[Aim of the task]
Lines in the listing below that contain the string "AudioConfig" are to be found and copied.
========
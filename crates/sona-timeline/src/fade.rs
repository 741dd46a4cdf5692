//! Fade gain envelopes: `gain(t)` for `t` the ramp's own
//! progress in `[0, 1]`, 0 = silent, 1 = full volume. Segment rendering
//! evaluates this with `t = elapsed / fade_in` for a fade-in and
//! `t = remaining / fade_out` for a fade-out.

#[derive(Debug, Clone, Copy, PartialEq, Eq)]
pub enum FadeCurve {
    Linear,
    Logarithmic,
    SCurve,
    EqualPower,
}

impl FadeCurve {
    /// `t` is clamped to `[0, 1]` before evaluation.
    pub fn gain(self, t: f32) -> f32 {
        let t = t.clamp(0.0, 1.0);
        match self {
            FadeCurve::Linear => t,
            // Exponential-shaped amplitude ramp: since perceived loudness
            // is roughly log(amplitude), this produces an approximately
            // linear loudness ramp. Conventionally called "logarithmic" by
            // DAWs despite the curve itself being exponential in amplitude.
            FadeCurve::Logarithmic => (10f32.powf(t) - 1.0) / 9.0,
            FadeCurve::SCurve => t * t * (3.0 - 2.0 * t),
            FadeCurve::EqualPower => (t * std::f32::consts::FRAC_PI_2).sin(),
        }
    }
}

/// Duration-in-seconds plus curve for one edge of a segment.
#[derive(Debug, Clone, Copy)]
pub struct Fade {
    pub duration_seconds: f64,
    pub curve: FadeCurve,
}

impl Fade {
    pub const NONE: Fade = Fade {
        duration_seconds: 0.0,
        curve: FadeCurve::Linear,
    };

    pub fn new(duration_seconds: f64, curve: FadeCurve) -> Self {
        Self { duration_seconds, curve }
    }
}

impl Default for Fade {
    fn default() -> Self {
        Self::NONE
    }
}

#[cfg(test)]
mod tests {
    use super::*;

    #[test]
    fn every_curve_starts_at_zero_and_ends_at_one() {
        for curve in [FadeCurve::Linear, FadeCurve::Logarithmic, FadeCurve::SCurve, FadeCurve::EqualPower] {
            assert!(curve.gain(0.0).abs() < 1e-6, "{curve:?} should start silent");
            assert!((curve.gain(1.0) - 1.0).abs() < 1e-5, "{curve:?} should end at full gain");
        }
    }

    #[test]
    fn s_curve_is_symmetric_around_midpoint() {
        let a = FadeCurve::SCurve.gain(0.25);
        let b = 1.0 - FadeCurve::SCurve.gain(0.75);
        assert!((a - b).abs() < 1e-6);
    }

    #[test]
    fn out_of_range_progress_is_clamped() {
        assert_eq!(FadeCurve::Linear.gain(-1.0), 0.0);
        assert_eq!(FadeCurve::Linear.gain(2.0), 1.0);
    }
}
========
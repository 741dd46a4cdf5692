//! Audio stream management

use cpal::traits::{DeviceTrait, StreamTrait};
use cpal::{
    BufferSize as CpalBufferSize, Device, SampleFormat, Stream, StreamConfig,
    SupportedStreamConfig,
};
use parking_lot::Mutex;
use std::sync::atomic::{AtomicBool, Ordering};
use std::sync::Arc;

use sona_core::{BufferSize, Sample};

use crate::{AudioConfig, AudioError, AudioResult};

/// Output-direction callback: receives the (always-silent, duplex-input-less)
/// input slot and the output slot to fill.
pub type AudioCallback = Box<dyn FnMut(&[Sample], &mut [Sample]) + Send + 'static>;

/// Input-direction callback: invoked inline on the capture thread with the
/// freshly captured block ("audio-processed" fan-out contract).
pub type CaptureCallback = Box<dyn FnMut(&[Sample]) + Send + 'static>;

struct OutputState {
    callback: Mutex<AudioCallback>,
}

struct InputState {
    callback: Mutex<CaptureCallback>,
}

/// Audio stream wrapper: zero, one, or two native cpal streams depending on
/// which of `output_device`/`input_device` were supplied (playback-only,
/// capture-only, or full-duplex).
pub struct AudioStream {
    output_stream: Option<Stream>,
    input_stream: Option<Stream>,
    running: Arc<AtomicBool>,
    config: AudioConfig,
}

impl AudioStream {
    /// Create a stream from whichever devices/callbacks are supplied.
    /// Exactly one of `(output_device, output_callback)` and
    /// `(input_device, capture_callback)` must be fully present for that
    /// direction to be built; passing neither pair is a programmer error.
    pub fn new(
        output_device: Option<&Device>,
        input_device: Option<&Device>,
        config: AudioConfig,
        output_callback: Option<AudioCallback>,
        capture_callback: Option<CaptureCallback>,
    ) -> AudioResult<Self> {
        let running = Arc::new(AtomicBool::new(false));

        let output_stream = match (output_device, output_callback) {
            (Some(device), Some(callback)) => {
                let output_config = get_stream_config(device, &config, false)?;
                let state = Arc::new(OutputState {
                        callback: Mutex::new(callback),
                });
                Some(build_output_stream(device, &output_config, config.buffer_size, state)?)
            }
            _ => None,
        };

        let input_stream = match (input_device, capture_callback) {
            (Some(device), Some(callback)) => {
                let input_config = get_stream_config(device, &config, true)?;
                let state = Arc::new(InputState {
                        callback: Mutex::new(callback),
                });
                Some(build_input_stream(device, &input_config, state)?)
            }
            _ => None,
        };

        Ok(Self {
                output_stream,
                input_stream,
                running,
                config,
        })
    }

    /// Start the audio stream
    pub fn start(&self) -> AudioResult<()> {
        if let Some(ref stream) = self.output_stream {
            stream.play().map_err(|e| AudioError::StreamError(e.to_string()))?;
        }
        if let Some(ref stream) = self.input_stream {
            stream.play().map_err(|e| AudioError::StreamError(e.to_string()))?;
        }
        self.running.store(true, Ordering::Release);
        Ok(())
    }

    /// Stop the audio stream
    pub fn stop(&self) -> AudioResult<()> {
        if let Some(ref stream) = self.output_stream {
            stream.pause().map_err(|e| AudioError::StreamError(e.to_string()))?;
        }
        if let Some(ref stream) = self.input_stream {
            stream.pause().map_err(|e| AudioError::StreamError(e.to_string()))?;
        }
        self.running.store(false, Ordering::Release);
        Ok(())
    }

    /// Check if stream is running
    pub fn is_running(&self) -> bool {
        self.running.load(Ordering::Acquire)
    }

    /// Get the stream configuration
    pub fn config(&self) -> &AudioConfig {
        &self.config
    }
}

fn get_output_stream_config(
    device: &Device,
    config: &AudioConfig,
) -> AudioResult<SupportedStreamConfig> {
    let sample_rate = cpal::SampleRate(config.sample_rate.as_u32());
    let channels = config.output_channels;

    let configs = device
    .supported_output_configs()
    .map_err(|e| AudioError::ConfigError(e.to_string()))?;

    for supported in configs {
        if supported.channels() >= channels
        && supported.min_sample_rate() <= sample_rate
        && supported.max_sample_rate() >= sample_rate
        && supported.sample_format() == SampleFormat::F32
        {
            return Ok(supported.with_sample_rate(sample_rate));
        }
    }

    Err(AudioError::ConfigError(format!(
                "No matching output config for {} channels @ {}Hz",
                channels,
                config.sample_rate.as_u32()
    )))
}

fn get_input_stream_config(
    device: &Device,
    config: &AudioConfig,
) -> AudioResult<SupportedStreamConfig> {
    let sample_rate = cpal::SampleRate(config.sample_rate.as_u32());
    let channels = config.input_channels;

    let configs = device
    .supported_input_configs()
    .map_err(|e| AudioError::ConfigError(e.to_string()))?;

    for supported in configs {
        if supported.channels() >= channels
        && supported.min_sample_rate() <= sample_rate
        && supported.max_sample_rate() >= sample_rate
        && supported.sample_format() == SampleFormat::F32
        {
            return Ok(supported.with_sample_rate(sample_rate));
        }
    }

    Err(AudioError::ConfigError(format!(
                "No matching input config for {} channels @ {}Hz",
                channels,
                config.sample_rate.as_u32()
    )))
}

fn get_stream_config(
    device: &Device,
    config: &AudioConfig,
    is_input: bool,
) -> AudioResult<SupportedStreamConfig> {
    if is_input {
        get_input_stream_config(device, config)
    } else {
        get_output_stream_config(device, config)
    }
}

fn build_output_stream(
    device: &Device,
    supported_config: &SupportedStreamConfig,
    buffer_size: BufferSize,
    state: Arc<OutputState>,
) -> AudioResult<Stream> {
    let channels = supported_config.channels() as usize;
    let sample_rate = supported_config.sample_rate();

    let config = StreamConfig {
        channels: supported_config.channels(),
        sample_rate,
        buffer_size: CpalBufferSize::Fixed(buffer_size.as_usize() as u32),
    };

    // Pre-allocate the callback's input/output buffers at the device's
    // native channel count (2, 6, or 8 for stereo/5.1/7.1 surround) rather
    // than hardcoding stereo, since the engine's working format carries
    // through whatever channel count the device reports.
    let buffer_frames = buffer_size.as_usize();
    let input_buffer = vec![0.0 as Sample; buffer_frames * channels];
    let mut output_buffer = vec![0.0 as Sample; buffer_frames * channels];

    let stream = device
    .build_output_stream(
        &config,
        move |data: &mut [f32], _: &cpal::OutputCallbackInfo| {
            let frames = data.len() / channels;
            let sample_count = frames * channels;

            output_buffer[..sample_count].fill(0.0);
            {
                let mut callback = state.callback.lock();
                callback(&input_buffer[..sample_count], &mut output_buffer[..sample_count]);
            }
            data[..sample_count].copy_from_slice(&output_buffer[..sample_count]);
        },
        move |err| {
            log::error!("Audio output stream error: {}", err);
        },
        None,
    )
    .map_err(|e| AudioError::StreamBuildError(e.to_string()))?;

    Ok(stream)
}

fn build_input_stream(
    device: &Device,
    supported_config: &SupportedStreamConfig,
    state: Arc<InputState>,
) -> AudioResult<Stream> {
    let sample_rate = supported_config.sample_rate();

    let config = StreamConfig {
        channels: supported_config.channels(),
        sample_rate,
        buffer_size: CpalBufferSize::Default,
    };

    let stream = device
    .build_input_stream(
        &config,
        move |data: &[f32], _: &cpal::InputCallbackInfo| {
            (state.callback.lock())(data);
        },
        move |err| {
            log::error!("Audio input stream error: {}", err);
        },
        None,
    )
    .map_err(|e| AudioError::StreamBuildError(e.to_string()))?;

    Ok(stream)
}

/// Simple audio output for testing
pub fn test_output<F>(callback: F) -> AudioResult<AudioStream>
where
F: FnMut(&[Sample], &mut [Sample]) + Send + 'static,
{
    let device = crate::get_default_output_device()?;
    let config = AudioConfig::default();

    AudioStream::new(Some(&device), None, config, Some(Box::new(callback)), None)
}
========
[Task result]
use crate::{AudioConfig, AudioError, AudioResult};
    config: AudioConfig,
        config: AudioConfig,
    pub fn config(&self) -> &AudioConfig {
    config: &AudioConfig,
    config: &AudioConfig,
    config: &AudioConfig,
    let config = AudioConfig::default();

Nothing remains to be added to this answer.